Lines below that include "Resposta" are the answer; copy each one.

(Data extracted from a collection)

------------------------------------

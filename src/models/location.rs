//! Location model for geocoded cities

use serde::{Deserialize, Serialize};

/// A city resolved by the geocoder
#[derive(Debug, Serialize, Deserialize, Clone, PartialEq)]
pub struct GeoLocation {
    /// Display name as returned by the geocoder
    pub name: String,
    /// First-level administrative region (state, province)
    pub admin_region: Option<String>,
    /// Country name in the configured language
    pub country: Option<String>,
    /// Latitude in decimal degrees
    pub latitude: f64,
    /// Longitude in decimal degrees
    pub longitude: f64,
}

impl GeoLocation {
    /// Create a new location without region or country
    #[must_use]
    pub fn new(name: String, latitude: f64, longitude: f64) -> Self {
        Self {
            name,
            admin_region: None,
            country: None,
            latitude,
            longitude,
        }
    }

    /// Format location as coordinates string
    #[must_use]
    pub fn format_coordinates(&self) -> String {
        format!("{:.4}, {:.4}", self.latitude, self.longitude)
    }
}
use std::sync::Arc;

use anyhow::{Context, Result};
use axum::Router;
use tower_http::catch_panic::CatchPanicLayer;
use tower_http::cors::{Any, CorsLayer};

use crate::api;
use crate::weather::WeatherLookup;

/// Full application: the API under `/api` with open CORS. A panicking
/// handler answers with the generic 500 envelope.
pub fn app(lookup: Arc<WeatherLookup>) -> Router {
    let cors = CorsLayer::new()
        .allow_origin(Any)
        .allow_methods(Any)
        .allow_headers(Any);

    Router::new()
        .nest("/api", api::router(lookup))
        .layer(CatchPanicLayer::custom(api::handle_panic))
        .layer(cors)
}

pub async fn run(host: &str, port: u16, lookup: Arc<WeatherLookup>) -> Result<()> {
    let addr = format!("{host}:{port}");
    let listener = tokio::net::TcpListener::bind(&addr)
        .await
        .with_context(|| format!("Failed to bind {addr}"))?;
    tracing::info!("Web server running at http://{}", addr);
    axum::serve(listener, app(lookup))
        .await
        .context("Web server stopped")?;
    Ok(())
}
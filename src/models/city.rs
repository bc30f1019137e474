//! Validated city queries and the cache keys derived from them

use std::fmt;

use crate::error::LookupError;

const CACHE_KEY_PREFIX: &str = "weather_";
pub(crate) const EMPTY_QUERY_MESSAGE: &str = "Informe uma cidade válida.";

/// A trimmed, non-empty city name supplied by a caller
#[derive(Debug, Clone, PartialEq, Eq)]
pub struct CityQuery(String);

impl CityQuery {
    /// Trim the raw input and reject it when nothing is left
    pub fn parse(raw: &str) -> Result<Self, LookupError> {
        let trimmed = raw.trim();
        if trimmed.is_empty() {
            return Err(LookupError::city_not_found(EMPTY_QUERY_MESSAGE));
        }
        Ok(Self(trimmed.to_string()))
    }

    #[must_use]
    pub fn as_str(&self) -> &str {
        &self.0
    }

    /// Cache key shared by every casing of the same name
    #[must_use]
    pub fn cache_key(&self) -> String {
        format!("{CACHE_KEY_PREFIX}{}", self.0.to_lowercase())
    }
}

impl fmt::Display for CityQuery {
    fn fmt(&self, f: &mut fmt::Formatter<'_>) -> fmt::Result {
        f.write_str(&self.0)
    }
}
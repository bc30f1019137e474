//! Error types for the weather lookup

use thiserror::Error;

/// Message shown to clients for faults that have no classification.
pub const UNEXPECTED_ERROR_MESSAGE: &str = "Erro inesperado.";

/// Classified failure of a weather lookup.
///
/// The first three variants carry a message that is safe to show to the
/// caller. `Internal` wraps the underlying fault and is never shown verbatim.
#[derive(Error, Debug)]
pub enum LookupError {
    /// Empty input, or the geocoder has no match for the name
    #[error("City not found: {0}")]
    CityNotFound(String),

    /// An upstream answered 200 with a body that cannot be used
    #[error("Invalid upstream response: {0}")]
    UpstreamInvalidResponse(String),

    /// Transport failure or non-200 status from an upstream
    #[error("Upstream unavailable: {0}")]
    UpstreamUnavailable(String),

    /// Anything else that went wrong while orchestrating
    #[error("Internal error: {0:#}")]
    Internal(#[from] anyhow::Error),
}

impl LookupError {
    pub fn city_not_found<S: Into<String>>(message: S) -> Self {
        Self::CityNotFound(message.into())
    }

    pub fn invalid_response<S: Into<String>>(message: S) -> Self {
        Self::UpstreamInvalidResponse(message.into())
    }

    pub fn unavailable<S: Into<String>>(message: S) -> Self {
        Self::UpstreamUnavailable(message.into())
    }

    /// Get the message that may be returned to the client
    #[must_use]
    pub fn user_message(&self) -> String {
        match self {
            LookupError::CityNotFound(message)
            | LookupError::UpstreamInvalidResponse(message)
            | LookupError::UpstreamUnavailable(message) => message.clone(),
            LookupError::Internal(_) => UNEXPECTED_ERROR_MESSAGE.to_string(),
        }
    }
}
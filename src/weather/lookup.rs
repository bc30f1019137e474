//! Weather lookup orchestration
//!
//! Resolves a city name into current conditions: cache first, then the
//! geocoder, then the forecast for the resolved coordinates. Every failure is
//! classified here, close to where it happens.

use std::sync::Arc;
use std::time::Duration;

use serde_json::Value;
use tracing::{debug, error, instrument, warn};

use super::open_meteo::{CurrentBlock, GeocodingMatch, OpenMeteoEndpoints};
use crate::cache::CacheStore;
use crate::error::LookupError;
use crate::http::HttpClient;
use crate::models::{CityQuery, CurrentConditions, GeoLocation, WeatherResult};

/// Default lifetime of a cached result
pub const DEFAULT_CACHE_TTL: Duration = Duration::from_secs(600);

const CITY_NOT_FOUND: &str = "Cidade não encontrada.";
const INVALID_COORDINATES: &str = "Latitude/longitude inválidas retornadas.";

/// The two services a lookup talks to
#[derive(Debug, Clone, Copy, PartialEq, Eq)]
enum Upstream {
    Geocoding,
    Forecast,
}

impl Upstream {
    fn name(self) -> &'static str {
        match self {
            Upstream::Geocoding => "geocoding",
            Upstream::Forecast => "forecast",
        }
    }

    fn unavailable(self) -> LookupError {
        LookupError::unavailable(match self {
            Upstream::Geocoding => "Serviço de geolocalização indisponível.",
            Upstream::Forecast => "Serviço de clima indisponível.",
        })
    }

    fn invalid_response(self) -> LookupError {
        LookupError::invalid_response(match self {
            Upstream::Geocoding => "Resposta inválida do serviço de geolocalização.",
            Upstream::Forecast => "Resposta inválida do serviço de clima.",
        })
    }
}

/// Cache-aside weather lookup over the geocoding and forecast services
pub struct WeatherLookup {
    cache: Arc<dyn CacheStore>,
    http: Arc<dyn HttpClient>,
    endpoints: OpenMeteoEndpoints,
    cache_ttl: Duration,
}

impl WeatherLookup {
    pub fn new(
        cache: Arc<dyn CacheStore>,
        http: Arc<dyn HttpClient>,
        endpoints: OpenMeteoEndpoints,
    ) -> Self {
        Self {
            cache,
            http,
            endpoints,
            cache_ttl: DEFAULT_CACHE_TTL,
        }
    }

    #[must_use]
    pub fn with_cache_ttl(mut self, ttl: Duration) -> Self {
        self.cache_ttl = ttl;
        self
    }

    /// Current weather for `city`, from the cache when a fresh entry exists.
    #[instrument(skip(self))]
    pub async fn lookup(&self, city: &str) -> Result<WeatherResult, LookupError> {
        let query = CityQuery::parse(city)?;
        let key = query.cache_key();

        if let Some(cached) = self.read_cache(&key).await {
            debug!(key, "Serving weather from cache");
            return Ok(cached.served_from_cache());
        }

        let location = self.geocode(&query).await?;
        let conditions = self.current_conditions(&location).await?;
        let result = WeatherResult::fetched(location, conditions);

        self.write_cache(&key, &result).await;
        Ok(result)
    }

    async fn geocode(&self, query: &CityQuery) -> Result<GeoLocation, LookupError> {
        let url = self.endpoints.geocoding_request(query);
        let body = self.fetch(Upstream::Geocoding, &url).await?;

        let hit = GeocodingMatch::first_from(&body)
            .ok_or_else(|| LookupError::city_not_found(CITY_NOT_FOUND))?;

        let location = hit
            .into_location(query)
            .ok_or_else(|| LookupError::invalid_response(INVALID_COORDINATES))?;

        debug!(
            "Resolved {} to {} at ({})",
            query,
            location.name,
            location.format_coordinates()
        );
        Ok(location)
    }

    async fn current_conditions(
        &self,
        location: &GeoLocation,
    ) -> Result<CurrentConditions, LookupError> {
        let url = self.endpoints.forecast_request(location);
        let body = self.fetch(Upstream::Forecast, &url).await?;
        Ok(CurrentBlock::from_body(&body).into())
    }

    /// GET `url` and return its body if it is structured JSON.
    #[instrument(name = "upstream", skip(self, url), fields(service = upstream.name()))]
    async fn fetch(&self, upstream: Upstream, url: &str) -> Result<Value, LookupError> {
        let response = match self.http.get(url).await {
            Ok(response) => response,
            Err(err) => {
                error!(
                    service = upstream.name(),
                    timed_out = err.is_timeout(),
                    "Upstream request failed: {}",
                    err
                );
                return Err(upstream.unavailable());
            }
        };

        if response.status != 200 {
            warn!(
                service = upstream.name(),
                status = response.status,
                "Upstream returned non-200 status"
            );
            return Err(upstream.unavailable());
        }

        match response.json {
            Some(body @ (Value::Object(_) | Value::Array(_))) => Ok(body),
            _ => Err(upstream.invalid_response()),
        }
    }

    async fn read_cache(&self, key: &str) -> Option<WeatherResult> {
        match self.cache.get(key).await {
            Ok(cached) => cached,
            Err(err) => {
                warn!(key, "Cache read failed, treating as miss: {:#}", err);
                None
            }
        }
    }

    async fn write_cache(&self, key: &str, result: &WeatherResult) {
        if let Err(err) = self.cache.put(key, result, self.cache_ttl).await {
            warn!(key, "Cache write failed: {:#}", err);
        }
    }
}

------------------------------------

Final answer =
            Upstream::Geocoding => "Resposta inválida do serviço de geolocalização.",
            Upstream::Forecast => "Resposta inválida do serviço de clima.",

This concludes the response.